With the line that contains "use crate::error::ConversionError;" as the final line, return every line from the start of the data below exactly.

- Opening Delimiter -

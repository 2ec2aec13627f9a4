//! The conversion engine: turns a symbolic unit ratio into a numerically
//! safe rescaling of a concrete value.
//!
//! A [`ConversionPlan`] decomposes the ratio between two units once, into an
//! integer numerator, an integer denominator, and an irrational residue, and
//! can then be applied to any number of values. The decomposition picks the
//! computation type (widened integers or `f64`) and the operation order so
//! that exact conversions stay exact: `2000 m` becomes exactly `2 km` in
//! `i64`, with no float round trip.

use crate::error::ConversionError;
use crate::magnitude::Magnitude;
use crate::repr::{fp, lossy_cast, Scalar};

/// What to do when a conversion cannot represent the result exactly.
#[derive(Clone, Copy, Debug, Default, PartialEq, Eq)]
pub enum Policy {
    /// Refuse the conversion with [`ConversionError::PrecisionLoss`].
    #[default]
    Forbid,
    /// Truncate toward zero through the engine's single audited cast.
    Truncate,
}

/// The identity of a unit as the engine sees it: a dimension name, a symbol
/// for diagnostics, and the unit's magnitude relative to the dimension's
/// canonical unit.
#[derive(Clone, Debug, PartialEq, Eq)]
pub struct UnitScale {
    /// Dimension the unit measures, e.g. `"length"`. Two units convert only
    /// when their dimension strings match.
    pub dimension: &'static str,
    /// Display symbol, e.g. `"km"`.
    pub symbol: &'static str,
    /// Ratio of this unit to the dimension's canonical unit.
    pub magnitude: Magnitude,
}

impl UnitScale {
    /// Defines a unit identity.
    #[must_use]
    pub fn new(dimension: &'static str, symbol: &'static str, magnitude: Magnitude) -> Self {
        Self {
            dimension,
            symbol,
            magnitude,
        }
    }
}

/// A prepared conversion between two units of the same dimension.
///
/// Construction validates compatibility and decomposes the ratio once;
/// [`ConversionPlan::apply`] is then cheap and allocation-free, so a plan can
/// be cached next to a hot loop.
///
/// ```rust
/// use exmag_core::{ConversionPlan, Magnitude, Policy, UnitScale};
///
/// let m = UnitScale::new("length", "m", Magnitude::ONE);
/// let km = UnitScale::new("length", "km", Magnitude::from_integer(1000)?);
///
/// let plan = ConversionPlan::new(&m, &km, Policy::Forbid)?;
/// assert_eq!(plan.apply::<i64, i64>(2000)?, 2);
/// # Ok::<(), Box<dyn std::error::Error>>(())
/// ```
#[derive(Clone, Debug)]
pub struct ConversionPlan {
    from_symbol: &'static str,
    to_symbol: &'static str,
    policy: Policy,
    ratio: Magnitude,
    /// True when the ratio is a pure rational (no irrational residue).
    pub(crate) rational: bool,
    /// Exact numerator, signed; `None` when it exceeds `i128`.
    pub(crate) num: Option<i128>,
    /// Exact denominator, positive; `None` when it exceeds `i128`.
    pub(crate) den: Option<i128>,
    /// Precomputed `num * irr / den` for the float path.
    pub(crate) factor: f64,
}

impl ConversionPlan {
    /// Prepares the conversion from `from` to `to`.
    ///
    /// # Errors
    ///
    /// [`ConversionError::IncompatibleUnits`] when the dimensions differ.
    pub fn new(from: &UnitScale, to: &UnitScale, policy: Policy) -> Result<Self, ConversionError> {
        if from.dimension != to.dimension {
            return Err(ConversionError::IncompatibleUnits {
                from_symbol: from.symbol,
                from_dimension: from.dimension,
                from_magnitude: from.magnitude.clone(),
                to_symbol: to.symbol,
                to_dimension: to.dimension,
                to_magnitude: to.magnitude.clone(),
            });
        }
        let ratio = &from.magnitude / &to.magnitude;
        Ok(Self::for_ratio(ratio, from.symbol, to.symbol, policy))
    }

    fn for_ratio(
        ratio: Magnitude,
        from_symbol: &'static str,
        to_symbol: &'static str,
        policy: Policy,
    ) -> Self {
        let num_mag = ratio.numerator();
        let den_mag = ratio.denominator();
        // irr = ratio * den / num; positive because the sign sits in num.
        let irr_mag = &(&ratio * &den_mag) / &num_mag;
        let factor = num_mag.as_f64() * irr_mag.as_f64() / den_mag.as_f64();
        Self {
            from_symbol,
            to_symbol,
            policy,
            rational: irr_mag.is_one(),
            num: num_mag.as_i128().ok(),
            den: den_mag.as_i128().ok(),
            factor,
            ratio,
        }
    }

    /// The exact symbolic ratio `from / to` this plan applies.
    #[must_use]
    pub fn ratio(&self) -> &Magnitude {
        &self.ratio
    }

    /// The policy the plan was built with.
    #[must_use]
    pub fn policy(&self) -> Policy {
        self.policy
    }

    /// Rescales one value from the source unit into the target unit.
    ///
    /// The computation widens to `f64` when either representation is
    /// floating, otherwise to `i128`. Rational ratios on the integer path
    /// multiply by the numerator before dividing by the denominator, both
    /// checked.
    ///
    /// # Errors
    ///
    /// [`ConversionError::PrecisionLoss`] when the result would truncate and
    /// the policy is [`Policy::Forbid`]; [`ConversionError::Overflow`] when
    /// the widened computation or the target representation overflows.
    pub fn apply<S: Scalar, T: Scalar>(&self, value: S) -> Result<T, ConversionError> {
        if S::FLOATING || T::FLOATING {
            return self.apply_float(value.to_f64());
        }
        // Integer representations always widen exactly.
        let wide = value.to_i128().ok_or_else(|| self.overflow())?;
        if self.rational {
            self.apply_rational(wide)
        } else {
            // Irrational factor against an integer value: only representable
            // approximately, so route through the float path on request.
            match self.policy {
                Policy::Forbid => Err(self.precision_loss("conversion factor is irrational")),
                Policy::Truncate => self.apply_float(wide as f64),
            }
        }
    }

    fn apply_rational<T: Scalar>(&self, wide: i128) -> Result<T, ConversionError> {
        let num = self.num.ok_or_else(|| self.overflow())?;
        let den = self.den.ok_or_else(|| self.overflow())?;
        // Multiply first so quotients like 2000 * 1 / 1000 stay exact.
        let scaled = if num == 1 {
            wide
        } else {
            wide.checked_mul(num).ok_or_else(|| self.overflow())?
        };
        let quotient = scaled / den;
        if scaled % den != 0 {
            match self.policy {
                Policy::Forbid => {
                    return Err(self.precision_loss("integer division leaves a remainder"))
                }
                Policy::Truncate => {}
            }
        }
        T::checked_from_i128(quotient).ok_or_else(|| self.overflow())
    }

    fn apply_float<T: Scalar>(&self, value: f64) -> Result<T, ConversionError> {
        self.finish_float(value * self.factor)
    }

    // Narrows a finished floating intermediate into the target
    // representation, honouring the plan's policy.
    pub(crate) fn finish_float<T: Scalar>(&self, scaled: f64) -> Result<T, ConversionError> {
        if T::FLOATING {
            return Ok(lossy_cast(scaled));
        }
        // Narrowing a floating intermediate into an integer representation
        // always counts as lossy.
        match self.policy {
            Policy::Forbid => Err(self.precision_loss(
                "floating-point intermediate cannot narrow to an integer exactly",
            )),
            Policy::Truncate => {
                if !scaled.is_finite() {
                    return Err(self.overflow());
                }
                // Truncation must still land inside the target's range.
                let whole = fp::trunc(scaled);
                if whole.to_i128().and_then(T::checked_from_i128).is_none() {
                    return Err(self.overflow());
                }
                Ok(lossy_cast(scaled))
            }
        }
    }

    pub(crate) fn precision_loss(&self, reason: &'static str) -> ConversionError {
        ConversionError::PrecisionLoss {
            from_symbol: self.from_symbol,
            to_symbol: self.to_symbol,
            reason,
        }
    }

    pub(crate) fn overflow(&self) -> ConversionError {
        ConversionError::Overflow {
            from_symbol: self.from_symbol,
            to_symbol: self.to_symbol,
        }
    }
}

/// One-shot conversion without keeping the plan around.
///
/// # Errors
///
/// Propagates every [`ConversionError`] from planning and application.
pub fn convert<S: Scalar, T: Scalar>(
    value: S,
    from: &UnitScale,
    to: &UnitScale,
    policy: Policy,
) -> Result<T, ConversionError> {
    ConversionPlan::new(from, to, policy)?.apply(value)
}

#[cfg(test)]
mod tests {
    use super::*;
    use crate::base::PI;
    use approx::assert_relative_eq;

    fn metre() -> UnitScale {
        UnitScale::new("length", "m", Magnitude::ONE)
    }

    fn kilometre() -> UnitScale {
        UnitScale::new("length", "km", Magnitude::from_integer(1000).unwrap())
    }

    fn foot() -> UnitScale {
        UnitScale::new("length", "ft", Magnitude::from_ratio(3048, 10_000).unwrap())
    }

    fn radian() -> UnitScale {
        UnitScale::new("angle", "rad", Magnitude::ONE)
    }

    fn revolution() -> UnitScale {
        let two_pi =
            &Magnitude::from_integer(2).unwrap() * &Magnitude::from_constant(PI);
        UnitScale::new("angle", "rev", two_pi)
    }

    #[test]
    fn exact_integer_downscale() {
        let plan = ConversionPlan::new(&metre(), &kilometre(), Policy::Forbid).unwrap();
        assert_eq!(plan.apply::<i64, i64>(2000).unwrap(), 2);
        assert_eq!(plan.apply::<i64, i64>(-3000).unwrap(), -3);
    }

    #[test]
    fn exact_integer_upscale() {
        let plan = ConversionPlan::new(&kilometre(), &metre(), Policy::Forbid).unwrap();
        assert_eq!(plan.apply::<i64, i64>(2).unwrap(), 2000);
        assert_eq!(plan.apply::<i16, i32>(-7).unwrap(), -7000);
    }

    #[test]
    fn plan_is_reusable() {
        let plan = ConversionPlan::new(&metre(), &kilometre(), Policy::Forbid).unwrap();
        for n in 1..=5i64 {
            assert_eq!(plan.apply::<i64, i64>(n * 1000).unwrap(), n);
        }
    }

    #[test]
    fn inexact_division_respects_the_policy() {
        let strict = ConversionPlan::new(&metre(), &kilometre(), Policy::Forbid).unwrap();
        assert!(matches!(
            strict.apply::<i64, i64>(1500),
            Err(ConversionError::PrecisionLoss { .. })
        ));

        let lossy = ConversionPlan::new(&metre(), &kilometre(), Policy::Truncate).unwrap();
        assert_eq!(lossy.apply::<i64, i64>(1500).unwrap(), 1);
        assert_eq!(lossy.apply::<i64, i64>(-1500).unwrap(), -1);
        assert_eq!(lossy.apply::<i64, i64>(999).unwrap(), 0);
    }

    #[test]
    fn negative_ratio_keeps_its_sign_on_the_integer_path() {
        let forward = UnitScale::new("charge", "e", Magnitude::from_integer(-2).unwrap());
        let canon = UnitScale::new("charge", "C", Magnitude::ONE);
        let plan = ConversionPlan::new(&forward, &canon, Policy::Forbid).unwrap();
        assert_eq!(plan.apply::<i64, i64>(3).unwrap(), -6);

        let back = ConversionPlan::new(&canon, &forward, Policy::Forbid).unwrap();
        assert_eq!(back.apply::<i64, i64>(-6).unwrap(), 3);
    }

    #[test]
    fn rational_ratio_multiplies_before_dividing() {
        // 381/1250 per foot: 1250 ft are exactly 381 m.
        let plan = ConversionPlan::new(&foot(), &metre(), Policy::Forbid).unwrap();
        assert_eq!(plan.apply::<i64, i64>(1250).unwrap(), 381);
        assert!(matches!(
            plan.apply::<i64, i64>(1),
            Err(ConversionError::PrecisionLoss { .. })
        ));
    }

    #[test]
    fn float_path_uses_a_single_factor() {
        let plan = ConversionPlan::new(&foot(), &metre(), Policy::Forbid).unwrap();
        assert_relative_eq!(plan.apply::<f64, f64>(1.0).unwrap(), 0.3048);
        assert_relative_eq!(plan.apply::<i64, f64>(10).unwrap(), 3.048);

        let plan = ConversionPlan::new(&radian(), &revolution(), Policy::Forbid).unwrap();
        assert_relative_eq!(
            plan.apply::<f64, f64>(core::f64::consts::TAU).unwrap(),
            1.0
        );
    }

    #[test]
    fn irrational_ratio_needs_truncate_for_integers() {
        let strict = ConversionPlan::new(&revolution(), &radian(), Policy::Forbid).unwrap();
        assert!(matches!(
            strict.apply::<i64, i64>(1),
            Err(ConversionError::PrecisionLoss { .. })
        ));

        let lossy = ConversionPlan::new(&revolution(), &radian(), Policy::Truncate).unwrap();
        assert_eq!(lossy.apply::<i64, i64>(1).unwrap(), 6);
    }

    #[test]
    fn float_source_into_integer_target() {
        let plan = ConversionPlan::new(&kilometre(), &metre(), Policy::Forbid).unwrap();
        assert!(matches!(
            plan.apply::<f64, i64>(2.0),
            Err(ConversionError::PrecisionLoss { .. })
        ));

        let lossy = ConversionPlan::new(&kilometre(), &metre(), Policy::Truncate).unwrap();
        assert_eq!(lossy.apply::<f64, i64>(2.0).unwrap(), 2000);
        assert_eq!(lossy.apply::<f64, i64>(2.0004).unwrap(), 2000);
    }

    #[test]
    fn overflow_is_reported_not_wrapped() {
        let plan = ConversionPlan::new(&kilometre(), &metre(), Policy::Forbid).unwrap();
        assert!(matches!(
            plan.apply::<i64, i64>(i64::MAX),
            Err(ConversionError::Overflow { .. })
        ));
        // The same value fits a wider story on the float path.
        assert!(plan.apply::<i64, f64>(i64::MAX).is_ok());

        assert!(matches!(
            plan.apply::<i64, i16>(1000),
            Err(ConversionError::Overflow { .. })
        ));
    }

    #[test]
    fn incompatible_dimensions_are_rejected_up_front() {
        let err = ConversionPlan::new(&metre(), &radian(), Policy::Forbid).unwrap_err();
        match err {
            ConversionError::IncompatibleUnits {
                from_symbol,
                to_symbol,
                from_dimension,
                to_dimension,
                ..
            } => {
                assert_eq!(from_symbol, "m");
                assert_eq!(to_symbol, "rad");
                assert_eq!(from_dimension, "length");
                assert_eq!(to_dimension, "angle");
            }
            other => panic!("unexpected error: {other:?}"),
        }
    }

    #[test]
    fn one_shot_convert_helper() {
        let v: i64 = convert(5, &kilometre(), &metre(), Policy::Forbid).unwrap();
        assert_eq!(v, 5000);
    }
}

- Closing Delimiter -

Response area →
repository 2ec2aec13627f9a4
//! The conversion engine: turns a symbolic unit ratio into a numerically
//! safe rescaling of a concrete value.
//!
//! A [`ConversionPlan`] decomposes the ratio between two units once, into an
//! integer numerator, an integer denominator, and an irrational residue, and
//! can then be applied to any number of values. The decomposition picks the
//! computation type (widened integers or `f64`) and the operation order so
//! that exact conversions stay exact: `2000 m` becomes exactly `2 km` in
//! `i64`, with no float round trip.

use crate::error::ConversionError;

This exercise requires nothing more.